Efficacy of l-carnitine supplementation for management of blood lipids: A systematic review and dose-response meta-analysis of randomized controlled trials.
Nutr Metab Cardiovasc Dis. 2019 Nov ;29(11):1151-1167. Epub 2019 Jul 24. PMID: 31561944
BACKGROUND AND AIM: l-carnitine has an important role in fatty acid metabolism and could therefore act as an adjuvant agent in the improvement of dyslipidemia. The purpose of present systematic review and meta-analysis was to critically assess the efficacy of l-carnitine supplementation on lipid profiles.

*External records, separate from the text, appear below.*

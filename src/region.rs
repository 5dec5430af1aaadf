//! Pixel-space rectangles for detected regions.
//!
//! Coordinates are in frame pixels with exclusive right/bottom edges, so a
//! region covering the whole frame is `(0, 0, width, height)`.

use serde::{Deserialize, Serialize};

/// Padding added around OCR word boxes before blurring.
pub const QUAD_PADDING_PX: u32 = 10;

#[derive(Clone, Copy, Debug, PartialEq, Eq, Hash, Serialize, Deserialize)]
pub struct Region {
    pub x1: u32,
    pub y1: u32,
    pub x2: u32,
    pub y2: u32,
}

impl Region {
    pub fn new(x1: u32, y1: u32, x2: u32, y2: u32) -> Self {
        Self { x1, y1, x2, y2 }
    }

    pub fn from_xywh(x: u32, y: u32, w: u32, h: u32) -> Self {
        Self {
            x1: x,
            y1: y,
            x2: x.saturating_add(w),
            y2: y.saturating_add(h),
        }
    }

    pub fn width(&self) -> u32 {
        self.x2.saturating_sub(self.x1)
    }

    pub fn height(&self) -> u32 {
        self.y2.saturating_sub(self.y1)
    }

    pub fn area(&self) -> u64 {
        self.width() as u64 * self.height() as u64
    }

    pub fn is_empty(&self) -> bool {
        self.width() == 0 || self.height() == 0
    }

    /// Intersect with a `width` x `height` frame. Returns `None` if nothing is left.
    pub fn clamp_to(&self, width: u32, height: u32) -> Option<Region> {
        let clamped = Region {
            x1: self.x1.min(width),
            y1: self.y1.min(height),
            x2: self.x2.min(width),
            y2: self.y2.min(height),
        };
        if clamped.is_empty() {
            None
        } else {
            Some(clamped)
        }
    }

    /// Grow by `padding` on every side, staying inside the frame.
    pub fn padded(&self, padding: u32, width: u32, height: u32) -> Region {
        Region {
            x1: self.x1.saturating_sub(padding),
            y1: self.y1.saturating_sub(padding),
            x2: self.x2.saturating_add(padding).min(width),
            y2: self.y2.saturating_add(padding).min(height),
        }
    }

    pub fn intersection_area(&self, other: &Region) -> u64 {
        let x1 = self.x1.max(other.x1);
        let y1 = self.y1.max(other.y1);
        let x2 = self.x2.min(other.x2);
        let y2 = self.y2.min(other.y2);
        if x2 <= x1 || y2 <= y1 {
            return 0;
        }
        (x2 - x1) as u64 * (y2 - y1) as u64
    }

    pub fn iou(&self, other: &Region) -> f32 {
        let inter = self.intersection_area(other);
        if inter == 0 {
            return 0.0;
        }
        let union = self.area() + other.area() - inter;
        inter as f32 / union as f32
    }

    /// Bounding box of a four-point quad (as returned by OCR engines).
    ///
    /// The box is clamped so it always covers at least one pixel inside the
    /// frame, then padded by [`QUAD_PADDING_PX`].
    pub fn from_quad(points: &[(f32, f32)], width: u32, height: u32) -> Option<Region> {
        if points.len() != 4 || width == 0 || height == 0 {
            return None;
        }
        if points.iter().any(|(x, y)| !x.is_finite() || !y.is_finite()) {
            return None;
        }

        let min_x = points.iter().map(|p| p.0).fold(f32::INFINITY, f32::min);
        let max_x = points.iter().map(|p| p.0).fold(f32::NEG_INFINITY, f32::max);
        let min_y = points.iter().map(|p| p.1).fold(f32::INFINITY, f32::min);
        let max_y = points.iter().map(|p| p.1).fold(f32::NEG_INFINITY, f32::max);

        let (w, h) = (width as i64, height as i64);
        let x1 = (min_x as i64).clamp(0, w - 1);
        let y1 = (min_y as i64).clamp(0, h - 1);
        let x2 = (max_x as i64).min(w).max(x1 + 1);
        let y2 = (max_y as i64).min(h).max(y1 + 1);

        let region = Region::new(x1 as u32, y1 as u32, x2 as u32, y2 as u32);
        Some(region.padded(QUAD_PADDING_PX, width, height))
    }
}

METHODS AND RESULTS: We performed a systematic search of all available randomized controlled trials (RCTs) in the following databases: Scopus, PubMed, ISI Web of Science, The Cochrane Library. Mean difference (MD) of any effect was calculated using a random-effects model. In total, there were 55 eligible RCTs included with 58 arms, and meta-analysis revealed that l-carnitine supplementation significantly reduced total cholesterol (TC) (56 arms-MD: -8.53 mg/dl, 95% CI: -13.46, -3.6, I: 93%), low-density lipoprotein-cholesterol (LDL-C) (47 arms-MD: -5.48 mg/dl, 95% CI: -8.49, -2.47, I: 94.5) and triglyceride (TG) (56 arms-MD: -9.44 mg/dl, 95% CI: -16.02, -2.87, I: 91.8). It also increased high density lipoprotein-cholesterol (HDL-C) (51 arms-MD:1.64 mg/dl, 95% CI:0.54, 2.75, I: 92.2). l-carnitine supplementation reduced TC in non-linear fashion based on dosage (r = 21.11). Meta-regression analysis indicated a linear relationship between dose of l-carnitine and absolute change in TC (p = 0.029) and LDL-C (p = 0.013). Subgroup analyses showed that l-carnitine supplementation did not change TC, LDL-C and TG in patients under hemodialysis treatment. Intravenous l-carnitine and lower doses (>2 g/day) had no effect on TC, LDL-C and triglycerides.
CONCLUSION: l-carnitine supplementation at doses above 2 g/d has favorable effects on patients' lipid profiles, but is modulated on participant health and route of administration.